Just having a fixed upper byte and fetching lowbytes might have its use (you get twice the range of options using similar simple code), but not for something like a game mode selector (i wouldn't be surprised if several games just have two coarse modes: title and running, in which case the first branch is enough).

Question is if i should edit the post so noone copies bad code by mistake or if i should keep it as is for the ease of following the discussion.

.hibyte and .lobyte are just written-out aliases for the > and < operators, respectively.
NESmaker users will want to know that .hibyte and .lowbyte aren't asm6 syntax, but > and < are. Examples later on in this post.

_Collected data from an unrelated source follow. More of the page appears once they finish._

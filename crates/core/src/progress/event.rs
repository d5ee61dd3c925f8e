//! Events pushed to progress subscribers.

use chrono::{DateTime, Utc};
use serde::{Deserialize, Serialize};

use crate::collaborator::{ExportTarget, RecipePayload};
use crate::confirmation::PendingUpload;
use crate::job::{Job, JobStatus};

/// A job lifecycle event.
#[derive(Debug, Clone, PartialEq, Serialize, Deserialize)]
#[serde(tag = "type", rename_all = "snake_case")]
pub enum JobEvent {
    /// A job was submitted.
    Created { job_id: String, url: String },
    /// A running job moved to a new stage or percent.
    Progress {
        job_id: String,
        status: JobStatus,
        stage: String,
        message: String,
        /// Stored percent, never lower than a previous event for this job.
        percent: u8,
        video_title: Option<String>,
    },
    /// A recipe is parked at the confirmation gate.
    Preview {
        job_id: String,
        upload_id: String,
        recipe: RecipePayload,
        image_candidates: Vec<String>,
        selected_image_index: Option<usize>,
        targets: Vec<ExportTarget>,
        expires_at: DateTime<Utc>,
    },
    Completed {
        job_id: String,
        recipe_name: Option<String>,
        recipe: RecipePayload,
        uploaded_to: Vec<String>,
        /// Targets that rejected the upload (partial success).
        failed_targets: Vec<String>,
    },
    Failed { job_id: String, error: String },
    Cancelled { job_id: String, reason: String },
}

impl JobEvent {
    pub fn job_id(&self) -> &str {
        match self {
            JobEvent::Created { job_id, .. }
            | JobEvent::Progress { job_id, .. }
            | JobEvent::Preview { job_id, .. }
            | JobEvent::Completed { job_id, .. }
            | JobEvent::Failed { job_id, .. }
            | JobEvent::Cancelled { job_id, .. } => job_id,
        }
    }

    /// The serialized `type` tag.
    pub fn kind(&self) -> &'static str {
        match self {
            JobEvent::Created { .. } => "created",
            JobEvent::Progress { .. } => "progress",
            JobEvent::Preview { .. } => "preview",
            JobEvent::Completed { .. } => "completed",
            JobEvent::Failed { .. } => "failed",
            JobEvent::Cancelled { .. } => "cancelled",
        }
    }

    /// Whether this is the last event a job will produce.
    pub fn is_terminal(&self) -> bool {
        matches!(
            self,
            JobEvent::Completed { .. } | JobEvent::Failed { .. } | JobEvent::Cancelled { .. }
        )
    }

    pub(crate) fn progress(job: &Job) -> Self {
        JobEvent::Progress {
            job_id: job.id.clone(),
            status: job.status,
            stage: job.stage.clone(),
            message: job.message.clone(),
            percent: job.progress,
            video_title: job.video_title.clone(),
        }
    }

    pub(crate) fn preview(upload: &PendingUpload) -> Self {
        JobEvent::Preview {
            job_id: upload.job_id.clone(),
            upload_id: upload.id.clone(),
            recipe: upload.recipe.clone(),
            image_candidates: upload.image_candidates.clone(),
            selected_image_index: upload.selected_image_index,
            targets: upload.targets.clone(),
            expires_at: upload.expires_at,
        }
    }
}
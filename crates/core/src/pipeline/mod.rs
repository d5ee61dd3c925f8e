//! Extraction pipeline: the body the scheduler runs for each job.
//!
//! Stages, in order: fetch, transcribe, on-screen text, dish images, recipe
//! generation, optional confirmation, upload.

mod cache;
mod config;
mod error;
mod extraction;

pub use cache::{TextCache, TextKind};
pub use config::PipelineConfig;
pub use error::PipelineError;
pub use extraction::{combine_transcript, Collaborators, ExtractionPipeline};
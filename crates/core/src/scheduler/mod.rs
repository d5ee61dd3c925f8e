//! Job scheduler.
//!
//! Jobs are submitted into `pending`, then started with a pipeline body:
//! - **Admission**: a counting semaphore bounds running pipelines; the rest queue
//! - **Cancellation**: cooperative, through per-job flags polled by the body
//! - **Crash safety**: a panicking body still releases its permit and fails the job

mod config;
mod handle;
mod runner;
mod types;

pub use config::SchedulerConfig;
pub use handle::{Cancelled, JobHandle, PipelineBody};
pub use runner::{Scheduler, CANCELLED_BY_USER};
pub use types::{SchedulerError, SchedulerStatus};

Looking at my other pointer based subroutines, they do it like this:

Code:
WriteBulkPPUdata:
;===
;Bulk loader for data to be written to PPU VRAM, for use when rendering is turned off
;expects x (number of pages to write), y (nominally expecting 0, but can be other to skip portions of 1st page)
;relies on PPUADDR and the address latch being appropriately set before being called.
;For standard use, make sure y is = 0 before calling this sub. 
;overwrites x, y, ptr
;===

@loop:   
   lda (ptr), y
   sta PPUDATA ;each write to PPUDATA also increments the PPU address latch
   iny   
   bne loop    ; done a page yet?  (y reg)
   inc ptr+1    
   dex       
   bne loop    ; done all pages yet? (x reg)
rts

(A more user friendly version would ldy 0 before @loop at the cost of some flexibility. As is, though, the subroutine can be reused to copy a strip shorter than a page to the target ppuaddr. So even if it was written to load chunks of nametable/attribute data, it can update a chosen range of palettes too for example)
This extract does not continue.